▶ **Exercise objective**: Could you copy every record below exactly as it stands?

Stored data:
<<<<

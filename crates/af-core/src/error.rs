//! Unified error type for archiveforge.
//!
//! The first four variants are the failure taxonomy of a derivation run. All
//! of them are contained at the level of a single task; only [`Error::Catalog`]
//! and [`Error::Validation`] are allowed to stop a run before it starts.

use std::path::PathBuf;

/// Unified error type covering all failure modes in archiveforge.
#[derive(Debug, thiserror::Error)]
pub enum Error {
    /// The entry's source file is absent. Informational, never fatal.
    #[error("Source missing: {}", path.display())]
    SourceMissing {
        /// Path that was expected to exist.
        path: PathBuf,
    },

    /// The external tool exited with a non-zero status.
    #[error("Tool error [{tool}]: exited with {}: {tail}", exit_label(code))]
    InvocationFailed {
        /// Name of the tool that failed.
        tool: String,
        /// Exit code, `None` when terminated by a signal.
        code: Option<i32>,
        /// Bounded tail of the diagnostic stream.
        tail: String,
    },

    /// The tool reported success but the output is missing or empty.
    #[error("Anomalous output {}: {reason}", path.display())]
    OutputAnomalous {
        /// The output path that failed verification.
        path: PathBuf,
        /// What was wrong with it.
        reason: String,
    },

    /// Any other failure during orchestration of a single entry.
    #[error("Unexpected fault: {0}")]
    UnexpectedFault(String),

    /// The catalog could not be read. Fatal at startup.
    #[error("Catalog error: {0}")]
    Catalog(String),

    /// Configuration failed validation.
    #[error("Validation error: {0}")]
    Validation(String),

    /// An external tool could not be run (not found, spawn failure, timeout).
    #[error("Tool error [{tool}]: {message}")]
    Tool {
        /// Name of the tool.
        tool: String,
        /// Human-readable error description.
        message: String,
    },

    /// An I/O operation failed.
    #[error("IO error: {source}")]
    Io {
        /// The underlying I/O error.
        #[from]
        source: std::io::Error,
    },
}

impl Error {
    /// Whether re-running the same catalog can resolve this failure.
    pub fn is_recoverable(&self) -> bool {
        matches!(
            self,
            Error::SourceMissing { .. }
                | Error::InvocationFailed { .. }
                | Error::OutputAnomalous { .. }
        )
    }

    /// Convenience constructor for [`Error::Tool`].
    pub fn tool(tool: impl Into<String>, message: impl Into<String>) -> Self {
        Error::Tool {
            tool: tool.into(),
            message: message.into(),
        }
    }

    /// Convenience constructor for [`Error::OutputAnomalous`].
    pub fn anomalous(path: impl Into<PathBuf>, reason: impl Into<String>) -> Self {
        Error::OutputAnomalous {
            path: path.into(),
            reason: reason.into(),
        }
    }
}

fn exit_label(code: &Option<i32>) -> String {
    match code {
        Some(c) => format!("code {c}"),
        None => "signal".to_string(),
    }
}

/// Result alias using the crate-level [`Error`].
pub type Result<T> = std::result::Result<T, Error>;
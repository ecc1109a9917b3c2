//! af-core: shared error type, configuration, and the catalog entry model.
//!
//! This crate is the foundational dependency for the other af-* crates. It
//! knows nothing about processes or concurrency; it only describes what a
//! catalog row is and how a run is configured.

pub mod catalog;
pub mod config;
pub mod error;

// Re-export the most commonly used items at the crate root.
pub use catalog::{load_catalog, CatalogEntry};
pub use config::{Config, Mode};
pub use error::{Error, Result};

>>>>

▶ **Response to this task**:
filename crates/af-core/src/error.rs
//! Unified error type for archiveforge.
//!
//! The first four variants are the failure taxonomy of a derivation run. All
//! of them are contained at the level of a single task; only [`Error::Catalog`]
//! and [`Error::Validation`] are allowed to stop a run before it starts.

use std::path::PathBuf;

/// Unified error type covering all failure modes in archiveforge.
#[derive(Debug, thiserror::Error)]
pub enum Error {
    /// The entry's source file is absent. Informational, never fatal.
    #[error("Source missing: {}", path.display())]
    SourceMissing {
        /// Path that was expected to exist.
        path: PathBuf,
    },

    /// The external tool exited with a non-zero status.
    #[error("Tool error [{tool}]: exited with {}: {tail}", exit_label(code))]
    InvocationFailed {
        /// Name of the tool that failed.
        tool: String,
        /// Exit code, `None` when terminated by a signal.
        code: Option<i32>,
        /// Bounded tail of the diagnostic stream.
        tail: String,
    },

    /// The tool reported success but the output is missing or empty.
    #[error("Anomalous output {}: {reason}", path.display())]
    OutputAnomalous {
        /// The output path that failed verification.
        path: PathBuf,
        /// What was wrong with it.
        reason: String,
    },

    /// Any other failure during orchestration of a single entry.
    #[error("Unexpected fault: {0}")]
    UnexpectedFault(String),

    /// The catalog could not be read. Fatal at startup.
    #[error("Catalog error: {0}")]
    Catalog(String),

    /// Configuration failed validation.
    #[error("Validation error: {0}")]
    Validation(String),

    /// An external tool could not be run (not found, spawn failure, timeout).
    #[error("Tool error [{tool}]: {message}")]
    Tool {
        /// Name of the tool.
        tool: String,
        /// Human-readable error description.
        message: String,
    },

    /// An I/O operation failed.
    #[error("IO error: {source}")]
    Io {
        /// The underlying I/O error.
        #[from]
        source: std::io::Error,
    },
}

impl Error {
    /// Whether re-running the same catalog can resolve this failure.
    pub fn is_recoverable(&self) -> bool {
        matches!(
            self,
            Error::SourceMissing { .. }
                | Error::InvocationFailed { .. }
                | Error::OutputAnomalous { .. }
        )
    }

    /// Convenience constructor for [`Error::Tool`].
    pub fn tool(tool: impl Into<String>, message: impl Into<String>) -> Self {
        Error::Tool {
            tool: tool.into(),
            message: message.into(),
        }
    }

    /// Convenience constructor for [`Error::OutputAnomalous`].
    pub fn anomalous(path: impl Into<PathBuf>, reason: impl Into<String>) -> Self {
        Error::OutputAnomalous {
            path: path.into(),
            reason: reason.into(),
        }
    }
}

fn exit_label(code: &Option<i32>) -> String {
    match code {
        Some(c) => format!("code {c}"),
        None => "signal".to_string(),
    }
}

/// Result alias using the crate-level [`Error`].
pub type Result<T> = std::result::Result<T, Error>;
repository ecc1109a9917b3c2
//! af-core: shared error type, configuration, and the catalog entry model.
//!
//! This crate is the foundational dependency for the other af-* crates. It
//! knows nothing about processes or concurrency; it only describes what a
//! catalog row is and how a run is configured.

pub mod catalog;
pub mod config;
pub mod error;

// Re-export the most commonly used items at the crate root.
pub use catalog::{load_catalog, CatalogEntry};
pub use config::{Config, Mode};
pub use error::{Error, Result};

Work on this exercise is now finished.